Table S1 shows the antibodies used in this work. Table S2 shows the primer sequences used in this study. The online version of this article is available at http://www.jcb.org/cgi/content/full/jcb.200608041/DC1.
We thank Dr. W. Dentler for graciously passing on to us the mutant strain T8a4-11; Dr. D. Cole for antibodies to IFT172, IFT139, IFT81, and IFT57; Drs. W. Sale and M. Wirschell for antibodies to IC138; B. Walker for antibodies to C. reinhardtii and mouse IFT140; Dr. G. Hendricks of the University of Massachusetts Medical School (UMMS) Electron Microscopy Facility for help with electron microscopy; and Dr. J. Leszyk of the UMMS Proteomic Mass Spectrometry Laboratory for protein sequencing.

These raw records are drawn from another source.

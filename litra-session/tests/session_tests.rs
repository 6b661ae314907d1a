//! Session controller flows over the in-memory backend

mod helpers;

use helpers::{context, fast_options, paragraph, pending, term, wait_until, MemoryBackend, MockTransport};
use litra_common::events::{ChannelStatus, SessionNotice};
use litra_common::models::ParagraphStatus;
use litra_session::channel::EventChannel;
use litra_session::hitl::ReviewOutcome;
use litra_session::session::TranslationMode;
use litra_session::status::UiStatus;
use litra_session::{SessionController, SessionError};
use serde_json::json;
use std::sync::Arc;
use std::time::Duration;
use tokio::sync::broadcast;

async fn start(backend: &Arc<MemoryBackend>) -> SessionController {
    SessionController::start(context(backend, EventChannel::disabled()))
        .await
        .unwrap()
}

fn drain(rx: &mut broadcast::Receiver<SessionNotice>) -> Vec<SessionNotice> {
    let mut notices = Vec::new();
    while let Ok(notice) = rx.try_recv() {
        notices.push(notice);
    }
    notices
}

async fn status(session: &SessionController, paragraph_id: &str) -> Option<UiStatus> {
    session.snapshot().await.unwrap().status(paragraph_id)
}

#[tokio::test]
async fn test_load_maps_persisted_status() {
    let backend = MemoryBackend::with_paragraphs(vec![
        paragraph("p3", 3, ParagraphStatus::Approved, Some("Three")),
        pending("p1", 1),
        paragraph("p2", 2, ParagraphStatus::Translated, Some("Two")),
    ]);
    let session = start(&backend).await;
    let snapshot = session.snapshot().await.unwrap();

    let ids: Vec<&str> = snapshot.paragraphs.iter().map(|p| p.paragraph.id.as_str()).collect();
    assert_eq!(ids, vec!["p1", "p2", "p3"]);
    assert_eq!(snapshot.status("p1"), Some(UiStatus::Pending));
    assert_eq!(snapshot.status("p2"), Some(UiStatus::Review));
    assert_eq!(snapshot.status("p3"), Some(UiStatus::Approved));
    assert_eq!(snapshot.connection_status(), ChannelStatus::Disabled);

    session.shutdown().await;
}

#[tokio::test]
async fn test_manual_translation_waits_for_review() {
    let backend = MemoryBackend::with_paragraphs(vec![pending("p1", 1)]);
    backend.set_agent_payloads(None, Some(json!({ "style": { "score": 0.75 } })));
    let session = start(&backend).await;
    let mut notices = session.notices();

    let outcome = session.translate("p1", TranslationMode::ManualReview).await.unwrap();
    assert_eq!(outcome.translation, "EN: Texto original p1");
    assert!(!outcome.approved);
    assert_eq!(outcome.analysis.as_ref().unwrap().style_score, Some(75));

    let snapshot = session.snapshot().await.unwrap();
    assert_eq!(snapshot.status("p1"), Some(UiStatus::Review));
    assert_eq!(snapshot.current_review.as_ref().unwrap().paragraph_id, "p1");

    let stored = backend.stored("p1").unwrap();
    assert_eq!(stored.status, ParagraphStatus::Translated);
    assert_eq!(stored.translated_text.as_deref(), Some("EN: Texto original p1"));

    let notices = drain(&mut notices);
    assert!(notices.iter().any(|n| matches!(n, SessionNotice::ReviewReady { paragraph_id, .. } if paragraph_id == "p1")));
    assert!(notices.iter().any(|n| matches!(
        n,
        SessionNotice::TranslationSucceeded { needs_review: true, .. }
    )));

    session.shutdown().await;
}

#[tokio::test]
async fn test_approve_persists_then_marks_approved() {
    let backend = MemoryBackend::with_paragraphs(vec![pending("p1", 1)]);
    let session = start(&backend).await;
    session.translate("p1", TranslationMode::ManualReview).await.unwrap();

    let saved = session.approve("p1", Some("  Edited by hand  ")).await.unwrap();
    assert_eq!(saved.status, ParagraphStatus::Approved);
    assert_eq!(saved.translated_text.as_deref(), Some("Edited by hand"));

    let snapshot = session.snapshot().await.unwrap();
    assert_eq!(snapshot.status("p1"), Some(UiStatus::Approved));
    assert!(snapshot.current_review.is_none());

    session.shutdown().await;
}

#[tokio::test]
async fn test_failed_approval_save_moves_to_error() {
    let backend = MemoryBackend::with_paragraphs(vec![pending("p1", 1)]);
    let session = start(&backend).await;
    session.translate("p1", TranslationMode::ManualReview).await.unwrap();
    let mut notices = session.notices();

    backend.set_fail_updates(true);
    let err = session.approve("p1", None).await.unwrap_err();
    assert!(matches!(err, SessionError::Common(_)));

    let snapshot = session.snapshot().await.unwrap();
    assert_eq!(snapshot.status("p1"), Some(UiStatus::Error));
    let progress = snapshot.paragraph("p1").unwrap().state.progress.clone().unwrap();
    assert!(progress.error.unwrap().contains("database unavailable"));
    assert_eq!(backend.stored("p1").unwrap().status, ParagraphStatus::Translated);

    let notices = drain(&mut notices);
    assert!(notices
        .iter()
        .any(|n| matches!(n, SessionNotice::ApprovalFailed { paragraph_id, .. } if paragraph_id == "p1")));
    assert!(!notices
        .iter()
        .any(|n| matches!(n, SessionNotice::TranslationApproved { .. })));

    session.shutdown().await;
}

This work was supported by National Institutes of Health grants GM60992 (G.J. Pazour), GM14642 (J.L. Rosenbaum), and G30626 (G.B. Witman), and by the Robert W. Booth Fund at the Greater Worcester Community Foundation (G.B. Witman). Core facilities used in this research were supported by grant P30 DK32520.
Abbreviation used in this paper: IFT, intraflagellar transport.